And then, I think it was in ’73, they organized the Rodeo Cowboy Association, which was called the Turtle Association. They didn’t know what name to call it, and some old boy said, “We’ve got to run smooth and kind of slow like the Turtle.”  We went back to Turtle and that was why we named it Turtle but now its called PRCA, Professional Rodeo Cowboys Association.

I am big for my age. I was grown by the time I was sixteen years old. I weigh less now than I did when I was sixteen years old, but my standard weight after I got grown was from a hundred and eighty-five to two ten pounds. Of course it depends on how the eating was.               I never got hurt real bad ’til after I was grown, but other than that I had lots of fun, lots of close friends. There’s a better class of people. All of us wasn’t down and out thieves.  It was a tough business and to eat, that was the main thing.

Over in Florida, they had the railroad circus and they had the concert but the old road show, they went across the country in them wagons.  The old circuses did. When I was over there, there were four different times I was on that little show.  It lifted out pretty early in the season, I might not stay but three or four weeks, or two or three months maybe and between times.  If I knew they were in the neighborhood and in the locale that I was in, I’d always go over and visit with them ’cause I knew I could eat a cookout anytime at all.

Them old boys down there were master trick ropers.  An old friend from Wisconsin or someplace up there, his name was Rodney Siverlake.  He taught them how to trick rope.  I could trick rope but not with people like that. Them people done almost everything that Will Rogers did.  I saw him.  We were in picture with him.  I saw him in action several different times.  One time in the moving pictures.  It was in a state show in New York City.

He was amazing.  Maybe some people there could do more than he could but I don’t know what it would be. I just can’t imagine what it would be that would be better than Will Rogers. When he came to town, like making a personal appearance in the largest theater there was in town, he went there for the public because the man wasn’t just a cowboy, he was a damn smart businessman.

My mother side of the people who bred out of the Indians, they’ve been keeping books only, I’d say since the early 1800s and some of the people, they knew some things, but you see people who were possibly eighth or sixteenth or thirty-second  or sixty-fourth.  I don’t know how they arrived at that figure because they were scattered.

They didn’t have any formal education, maybe one or two of them had learned how to read and write somewhat in the English language.  That made him sub-chief at least.  If he could read and write, it gave a little bit of an advantage to trade with the White man.

They tell all kinds of tales. I would run into people every once in a while, they’ll tell me about who they were, stuff like that and then they’ll mention old chiefs that were of a different tribe than they had told me they were. I don’t get mixed up in any family arguments.  Blood lines and stuff like that I don’t do. They’d stand there and talk about that and I talk about something else because we don’t know.  The Cherokee put out a newspaper in Oklahoma after they came there. It was a split off from the Comanche people and you see a big part of the Comanches notoriety and publicity and stuff came out of Texas and that was after Little Buffalo went down to Elkhart and built Elkhart Creek and stole Cynthia Ann Parker.

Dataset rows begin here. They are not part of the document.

use itertools::Itertools;
use log::{debug, info, warn};
use rand::SeedableRng;
use rand_chacha::ChaCha8Rng;
use rayon::iter::{IntoParallelRefMutIterator, ParallelIterator};

use crate::col::{set_from, HashSet};
use crate::config::SimConfig;
use crate::demand::{generate_passengers, DayType};
use crate::disruption::{DisruptionSet, EventWindow, NetworkState};
use crate::graph::{BuildGraphError, Graph};
use crate::network::{LineIdx, NetworkDescription, StationIdx, TrainIdx};
use crate::passenger::Passenger;
use crate::path::PathSegment;
use crate::population::Population;
use crate::primitives::Time;
use crate::reroute::{self, Repair, RerouteStats};
use crate::timer::{Phase, PhaseTimer};
use crate::timetable::{RealTimetable, TimetableEntry};
use crate::train::{create_fleet, Train};

#[derive(Debug, Clone, Copy, PartialEq, Eq)]
pub enum SimulationState {
    Uninitialized,
    Ready,
    Running,
    Completed,
}

/// Reasons a simulation cannot be set up. All of them are configuration errors.
#[derive(Debug)]
pub enum InitError {
    InvalidTopology(BuildGraphError),
    InvalidParameters(&'static str),
    NoTrainsOnLine(LineIdx),
    LineTooShort(LineIdx),
    UnknownStation(StationIdx),
    NegativeDelay {
        from: StationIdx,
        to: StationIdx,
        delay: Time,
    },
    DelayOnNonAdjacentStations {
        from: StationIdx,
        to: StationIdx,
    },
    NoCommonLine {
        from: StationIdx,
        to: StationIdx,
    },
    InvalidEventWindow {
        start: Time,
        end: Time,
    },
}

impl From<BuildGraphError> for InitError {
    fn from(err: BuildGraphError) -> Self {
        match err {
            BuildGraphError::LineTooShort { line } => InitError::LineTooShort(line),
            BuildGraphError::UnknownStation { station, .. } => InitError::UnknownStation(station),
            err => InitError::InvalidTopology(err),
        }
    }
}

#[derive(Debug, Clone, Copy, PartialEq, Eq)]
pub enum SimulationError {
    NotReady(SimulationState),
}

#[derive(Debug, Default, Clone, Copy, PartialEq, Eq)]
pub struct RunStats {
    pub ticks: usize,
    pub boardings: usize,
    pub completed_trips: usize,
    /// Trips whose shortened path ended before their destination.
    pub abandoned_trips: usize,
    /// Trips repaired or cancelled when they were about to start.
    pub departure_repairs: RerouteStats,
    pub reroute: RerouteStats,
}

#[derive(Debug)]
struct World {
    graph: Graph,
    trains: Vec<Train>,
    population: Population,
    rng: ChaCha8Rng,
}

/// The trains whose next arrival falls within one dwell time of the earliest arrival, and the
/// time at which the batch is done.
pub fn select_batch(trains: &[Train], dwell_time: Time) -> Option<(Time, Vec<TrainIdx>)> {
    let min_arrival = trains.iter().map(|t| t.next_station_arrival).min()?;
    let until = min_arrival + dwell_time;
    let members = trains
        .iter()
        .filter(|t| t.next_station_arrival < until)
        .map(|t| t.id)
        .collect();
    Some((until, members))
}

pub struct Simulation {
    config: SimConfig,
    description: NetworkDescription,
    disruptions: DisruptionSet,
    state: SimulationState,
    current_time: Time,
    /// Events up to and including this time have been processed.
    last_event_time: Time,
    world: Option<World>,
    timetable: RealTimetable,
    stats: RunStats,
    timer: PhaseTimer,
}

impl Simulation {
    pub fn new(
        config: SimConfig,
        description: NetworkDescription,
        disruptions: DisruptionSet,
    ) -> Self {
        Self {
            current_time: config.start_time,
            config,
            description,
            disruptions,
            state: SimulationState::Uninitialized,
            last_event_time: Time::MIN,
            world: None,
            timetable: RealTimetable::new(),
            stats: RunStats::default(),
            timer: PhaseTimer::new(),
        }
    }

    /// Builds the graph, the fleet and the day's passengers and checks the disruptions.
    pub fn init(&mut self, day_type: DayType) -> Result<(), InitError> {
        if let Some(parameter) = self.config.invalid_parameter() {
            return Err(InitError::InvalidParameters(parameter));
        }

        info!("Building graph...");
        let graph = Graph::create(
            &self.description,
            self.config.train_capacity,
            self.config.travel_params(),
        )?;
        graph.log_summary();
        self.disruptions.validate(&graph)?;

        let trains = create_fleet(&graph, self.config.start_time, self.config.dwell_time)?;
        info!("Placed {} trains", trains.len());

        let mut rng = ChaCha8Rng::seed_from_u64(self.config.seed);
        let mut population = Population::new(graph.num_stations(), trains.len());
        for passenger in generate_passengers(&graph, &self.config, day_type, &mut rng) {
            population.add_outside(passenger);
        }
        info!("Population: {} passengers", population.outside().len());

        self.disruptions.reset();
        self.timetable = RealTimetable::new();
        self.stats = RunStats::default();
        self.current_time = self.config.start_time;
        self.last_event_time = Time::MIN;
        self.world = Some(World {
            graph,
            trains,
            population,
            rng,
        });
        self.state = SimulationState::Ready;
        Ok(())
    }

    /// Runs ticks until the end time is reached or `max_steps` ticks were run. A negative
    /// `max_steps` means no limit. Returns the number of ticks run.
    pub fn run(&mut self, max_steps: i64) -> Result<usize, SimulationError> {
        self.check_ready()?;
        info!(
            "Running simulation from {} to {}",
            self.current_time, self.config.end_time
        );
        let mut steps = 0;
        while self.state != SimulationState::Completed && (max_steps < 0 || (steps as i64) < max_steps)
        {
            self.run_once()?;
            steps += 1;
        }
        info!(
            "Stopped at {} after {} ticks: {:?}",
            self.current_time, steps, self.stats
        );
        Ok(steps)
    }

    fn check_ready(&self) -> Result<(), SimulationError> {
        match self.state {
            SimulationState::Uninitialized => Err(SimulationError::NotReady(self.state)),
            _ => Ok(()),
        }
    }

    /// Advances the clock to the end of the next batch of train arrivals.
    pub fn run_once(&mut self) -> Result<(), SimulationError> {
        self.check_ready()?;
        let Self {
            config,
            disruptions,
            state,
            current_time,
            last_event_time,
            world,
            timetable,
            stats,
            timer,
            ..
        } = self;
        let Some(world) = world.as_mut() else {
            return Err(SimulationError::NotReady(*state));
        };
        if *state == SimulationState::Completed {
            return Ok(());
        }
        if *current_time >= config.end_time {
            *state = SimulationState::Completed;
            return Ok(());
        }
        *state = SimulationState::Running;

        let Some((new_time, batch)) = select_batch(&world.trains, config.dwell_time) else {
            *state = SimulationState::Completed;
            return Ok(());
        };
        debug!("Tick {}: {} trains until {}", *current_time, batch.len(), new_time);
        let now = *current_time;

        timer.measure(Phase::Disruptions, || {
            let window = EventWindow {
                after: *last_event_time,
                until: new_time,
            };
            let mut network = NetworkState {
                graph: &mut world.graph,
                population: &mut world.population,
                trains: &mut world.trains,
                rng: &mut world.rng,
                stats: &mut stats.reroute,
                now,
            };
            disruptions.apply(window, &mut network);
        });
        *last_event_time = new_time;
        *current_time = new_time;

        timer.measure(Phase::Departures, || {
            release_departed(world, new_time, &mut stats.departure_repairs)
        });

        let exchanges = timer.measure(Phase::Trains, || {
            serve_batch(world, &batch, timetable, config.dwell_time, now, new_time)
        });
        for exchange in exchanges {
            stats.boardings += exchange.boarded;
            stats.completed_trips += exchange.completed;
            stats.abandoned_trips += exchange.abandoned;
            for (station, passenger) in exchange.transfers {
                world
                    .population
                    .station_mut(station)
                    .insert(passenger.id, passenger);
            }
            for passenger in exchange.leaving {
                world.population.outside_mut().insert(passenger);
            }
        }

        stats.ticks += 1;
        if *current_time >= config.end_time {
            *state = SimulationState::Completed;
        }
        Ok(())
    }

    /// Adds a passenger that waits outside for its first trip.
    pub fn add_passenger(&mut self, passenger: Passenger) -> Result<(), SimulationError> {
        match self.world.as_mut() {
            Some(world) => {
                world.population.add_outside(passenger);
                Ok(())
            }
            None => Err(SimulationError::NotReady(self.state)),
        }
    }

    pub fn state(&self) -> SimulationState {
        self.state
    }

    pub fn current_time(&self) -> Time {
        self.current_time
    }

    pub fn config(&self) -> &SimConfig {
        &self.config
    }

    pub fn graph(&self) -> Option<&Graph> {
        self.world.as_ref().map(|w| &w.graph)
    }

    pub fn graph_mut(&mut self) -> Option<&mut Graph> {
        self.world.as_mut().map(|w| &mut w.graph)
    }

    pub fn graph_and_population(&mut self) -> Option<(&Graph, &mut Population)> {
        self.world.as_mut().map(|w| (&w.graph, &mut w.population))
    }

    pub fn trains(&self) -> &[Train] {
        self.world.as_ref().map_or(&[], |w| &w.trains)
    }

    pub fn population(&self) -> Option<&Population> {
        self.world.as_ref().map(|w| &w.population)
    }

    pub fn population_mut(&mut self) -> Option<&mut Population> {
        self.world.as_mut().map(|w| &mut w.population)
    }

    pub fn real_timetable(&mut self) -> &[TimetableEntry] {
        self.timetable.entries()
    }

    pub fn disruptions(&self) -> &DisruptionSet {
        &self.disruptions
    }

    pub fn stats(&self) -> &RunStats {
        &self.stats
    }

    pub fn timer(&self) -> &PhaseTimer {
        &self.timer
    }

    pub fn check_partition(&mut self) -> bool {
        self.population_mut()
            .map_or(true, |population| population.check_partition())
    }
}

There’s a road highway marker where they camped after the raid down there. Then when she had a son, they named him Quanta and her people’s name was Parker and they used that name. Ain’t no way of us knowing what the family name was, the tribal people.  All we’ve got written down about the people there, that is, that I’ve been able to find, when they built the railroad south of Red River across Texas, all along West Texas, New Mexico, Omaha, and all the western countries, they name Quanta, Texas for the Chief Quanta Parker. Parker doesn’t sound very much like an Indian name to me but he was half. His father was Little Buffalo and his mother was Cynthia Ann Parker and that’s as far back as any of us could even read about that in most history magazines or history writings of some of the great people.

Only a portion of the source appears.